*PROBLEM*. Work through the entries below and show every line in which "expected" is found.

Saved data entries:
- - - - -

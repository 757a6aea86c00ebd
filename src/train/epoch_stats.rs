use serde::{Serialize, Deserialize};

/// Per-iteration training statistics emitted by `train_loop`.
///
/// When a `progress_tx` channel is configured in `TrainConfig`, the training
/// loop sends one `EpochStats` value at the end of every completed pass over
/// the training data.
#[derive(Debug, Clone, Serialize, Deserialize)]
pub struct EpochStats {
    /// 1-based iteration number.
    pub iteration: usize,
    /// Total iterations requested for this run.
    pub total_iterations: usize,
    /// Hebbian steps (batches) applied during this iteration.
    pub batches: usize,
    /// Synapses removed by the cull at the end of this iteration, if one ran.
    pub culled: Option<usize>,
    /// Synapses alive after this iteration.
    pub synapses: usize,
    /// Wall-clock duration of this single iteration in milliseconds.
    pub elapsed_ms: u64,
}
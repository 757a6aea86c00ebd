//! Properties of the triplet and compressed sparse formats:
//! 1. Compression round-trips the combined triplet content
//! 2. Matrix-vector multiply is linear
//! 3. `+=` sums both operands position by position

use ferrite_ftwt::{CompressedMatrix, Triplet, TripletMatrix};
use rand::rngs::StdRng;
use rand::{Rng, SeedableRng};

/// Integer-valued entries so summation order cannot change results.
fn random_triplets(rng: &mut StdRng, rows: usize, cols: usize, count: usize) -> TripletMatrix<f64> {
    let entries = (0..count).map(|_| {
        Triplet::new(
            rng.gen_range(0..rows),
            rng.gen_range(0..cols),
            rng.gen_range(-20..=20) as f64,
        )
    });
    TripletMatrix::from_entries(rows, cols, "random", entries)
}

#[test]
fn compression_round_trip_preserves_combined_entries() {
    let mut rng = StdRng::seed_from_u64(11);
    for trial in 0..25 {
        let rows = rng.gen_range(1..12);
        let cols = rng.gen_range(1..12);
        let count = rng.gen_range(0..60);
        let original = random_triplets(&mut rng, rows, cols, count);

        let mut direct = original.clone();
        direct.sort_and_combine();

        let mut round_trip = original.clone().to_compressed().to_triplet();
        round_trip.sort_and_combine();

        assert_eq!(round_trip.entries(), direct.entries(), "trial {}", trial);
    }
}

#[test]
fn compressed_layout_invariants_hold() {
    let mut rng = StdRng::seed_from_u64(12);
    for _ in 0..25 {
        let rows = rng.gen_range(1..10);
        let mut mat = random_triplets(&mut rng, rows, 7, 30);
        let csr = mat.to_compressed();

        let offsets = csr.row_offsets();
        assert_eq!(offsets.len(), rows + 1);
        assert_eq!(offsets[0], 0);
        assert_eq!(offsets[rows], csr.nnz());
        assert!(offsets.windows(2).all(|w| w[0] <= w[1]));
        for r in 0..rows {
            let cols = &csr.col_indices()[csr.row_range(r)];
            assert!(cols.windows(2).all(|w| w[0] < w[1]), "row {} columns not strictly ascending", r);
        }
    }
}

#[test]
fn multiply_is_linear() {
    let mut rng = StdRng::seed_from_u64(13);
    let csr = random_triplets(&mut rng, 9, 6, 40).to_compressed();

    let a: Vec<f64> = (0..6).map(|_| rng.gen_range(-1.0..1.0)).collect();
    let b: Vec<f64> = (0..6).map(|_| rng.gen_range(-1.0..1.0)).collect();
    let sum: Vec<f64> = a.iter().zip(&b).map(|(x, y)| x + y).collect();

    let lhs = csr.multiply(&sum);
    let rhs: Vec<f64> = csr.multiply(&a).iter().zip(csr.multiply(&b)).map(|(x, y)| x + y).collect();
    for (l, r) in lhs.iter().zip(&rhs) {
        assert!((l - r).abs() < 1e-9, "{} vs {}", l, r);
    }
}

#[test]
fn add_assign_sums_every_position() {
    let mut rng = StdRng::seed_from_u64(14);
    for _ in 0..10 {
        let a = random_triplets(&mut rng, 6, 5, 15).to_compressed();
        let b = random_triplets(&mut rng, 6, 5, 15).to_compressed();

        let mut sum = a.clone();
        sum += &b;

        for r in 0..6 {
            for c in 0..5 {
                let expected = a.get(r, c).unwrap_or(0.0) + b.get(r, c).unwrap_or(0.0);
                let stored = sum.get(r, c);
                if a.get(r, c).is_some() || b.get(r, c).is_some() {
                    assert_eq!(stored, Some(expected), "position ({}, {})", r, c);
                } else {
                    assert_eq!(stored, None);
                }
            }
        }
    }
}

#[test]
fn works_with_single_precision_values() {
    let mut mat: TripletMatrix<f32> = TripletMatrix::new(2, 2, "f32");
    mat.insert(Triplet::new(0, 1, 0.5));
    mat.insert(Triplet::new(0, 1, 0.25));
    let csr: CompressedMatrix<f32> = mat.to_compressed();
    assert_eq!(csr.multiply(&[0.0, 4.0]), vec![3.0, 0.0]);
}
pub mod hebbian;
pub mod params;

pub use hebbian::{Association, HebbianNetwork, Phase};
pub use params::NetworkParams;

- - - - -

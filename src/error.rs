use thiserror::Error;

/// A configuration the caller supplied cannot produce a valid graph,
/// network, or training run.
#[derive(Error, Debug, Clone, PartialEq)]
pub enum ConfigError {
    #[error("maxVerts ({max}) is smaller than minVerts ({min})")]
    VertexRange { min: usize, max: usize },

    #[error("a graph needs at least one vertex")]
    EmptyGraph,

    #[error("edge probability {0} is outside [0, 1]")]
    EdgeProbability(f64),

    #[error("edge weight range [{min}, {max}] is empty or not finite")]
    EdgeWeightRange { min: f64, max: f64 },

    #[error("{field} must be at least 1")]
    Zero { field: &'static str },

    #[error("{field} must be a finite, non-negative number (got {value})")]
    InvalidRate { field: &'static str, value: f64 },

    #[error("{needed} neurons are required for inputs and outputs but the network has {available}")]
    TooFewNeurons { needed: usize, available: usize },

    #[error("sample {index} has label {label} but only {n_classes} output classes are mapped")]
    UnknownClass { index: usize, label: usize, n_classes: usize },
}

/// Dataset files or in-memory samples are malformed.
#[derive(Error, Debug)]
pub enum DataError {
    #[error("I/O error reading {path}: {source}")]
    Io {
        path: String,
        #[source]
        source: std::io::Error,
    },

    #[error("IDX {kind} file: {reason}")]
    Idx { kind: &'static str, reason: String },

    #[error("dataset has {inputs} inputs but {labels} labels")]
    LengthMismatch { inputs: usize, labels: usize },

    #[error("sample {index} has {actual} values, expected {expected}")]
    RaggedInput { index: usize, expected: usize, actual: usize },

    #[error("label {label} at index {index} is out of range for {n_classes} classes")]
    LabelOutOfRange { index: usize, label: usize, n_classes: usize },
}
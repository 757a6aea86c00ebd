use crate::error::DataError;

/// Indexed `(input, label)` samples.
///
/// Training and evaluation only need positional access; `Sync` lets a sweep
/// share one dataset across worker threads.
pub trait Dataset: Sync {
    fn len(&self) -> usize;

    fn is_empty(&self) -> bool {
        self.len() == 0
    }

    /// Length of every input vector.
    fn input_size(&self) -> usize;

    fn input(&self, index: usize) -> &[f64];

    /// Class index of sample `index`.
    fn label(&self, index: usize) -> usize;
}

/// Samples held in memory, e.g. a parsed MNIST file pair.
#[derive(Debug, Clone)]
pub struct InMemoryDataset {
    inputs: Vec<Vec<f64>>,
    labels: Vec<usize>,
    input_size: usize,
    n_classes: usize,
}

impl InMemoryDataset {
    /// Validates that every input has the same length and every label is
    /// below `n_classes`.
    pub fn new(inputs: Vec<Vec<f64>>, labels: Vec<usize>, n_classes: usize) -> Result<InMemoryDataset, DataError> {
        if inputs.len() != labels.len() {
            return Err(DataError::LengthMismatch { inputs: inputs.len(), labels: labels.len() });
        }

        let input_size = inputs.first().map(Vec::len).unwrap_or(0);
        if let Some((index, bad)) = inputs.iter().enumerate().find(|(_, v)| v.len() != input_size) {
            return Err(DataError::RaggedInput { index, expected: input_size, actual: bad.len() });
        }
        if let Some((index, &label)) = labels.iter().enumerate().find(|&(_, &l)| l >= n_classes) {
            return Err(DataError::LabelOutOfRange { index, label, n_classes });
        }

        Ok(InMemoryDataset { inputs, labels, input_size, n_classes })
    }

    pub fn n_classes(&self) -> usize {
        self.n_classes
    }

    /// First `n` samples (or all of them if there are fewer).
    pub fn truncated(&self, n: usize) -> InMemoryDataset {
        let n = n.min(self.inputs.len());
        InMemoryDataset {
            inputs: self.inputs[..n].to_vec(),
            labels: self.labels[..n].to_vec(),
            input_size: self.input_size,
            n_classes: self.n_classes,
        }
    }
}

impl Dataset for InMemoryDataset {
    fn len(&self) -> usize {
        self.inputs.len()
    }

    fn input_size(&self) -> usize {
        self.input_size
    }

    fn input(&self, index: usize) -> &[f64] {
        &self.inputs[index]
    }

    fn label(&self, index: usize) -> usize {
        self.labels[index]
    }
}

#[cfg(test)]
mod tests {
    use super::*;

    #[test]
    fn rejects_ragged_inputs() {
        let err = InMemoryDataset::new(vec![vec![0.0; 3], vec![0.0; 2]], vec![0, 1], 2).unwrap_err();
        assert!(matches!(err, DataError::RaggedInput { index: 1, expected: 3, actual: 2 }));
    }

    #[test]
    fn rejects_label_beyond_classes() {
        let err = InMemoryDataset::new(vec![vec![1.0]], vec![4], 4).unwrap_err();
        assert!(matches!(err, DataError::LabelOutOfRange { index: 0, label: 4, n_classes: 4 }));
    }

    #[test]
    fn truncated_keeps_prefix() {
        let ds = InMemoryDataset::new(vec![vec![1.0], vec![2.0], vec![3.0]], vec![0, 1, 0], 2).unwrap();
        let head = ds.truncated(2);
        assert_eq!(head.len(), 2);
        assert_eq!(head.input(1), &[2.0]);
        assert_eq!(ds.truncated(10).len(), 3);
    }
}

- - - - -

*OUTPUT FOR THIS EXERCISE*.
                let expected = a.get(r, c).unwrap_or(0.0) + b.get(r, c).unwrap_or(0.0);
                    assert_eq!(stored, Some(expected), "position ({}, {})", r, c);
    #[error("sample {index} has {actual} values, expected {expected}")]
    RaggedInput { index: usize, expected: usize, actual: usize },
            return Err(DataError::RaggedInput { index, expected: input_size, actual: bad.len() });
        assert!(matches!(err, DataError::RaggedInput { index: 1, expected: 3, actual: 2 }));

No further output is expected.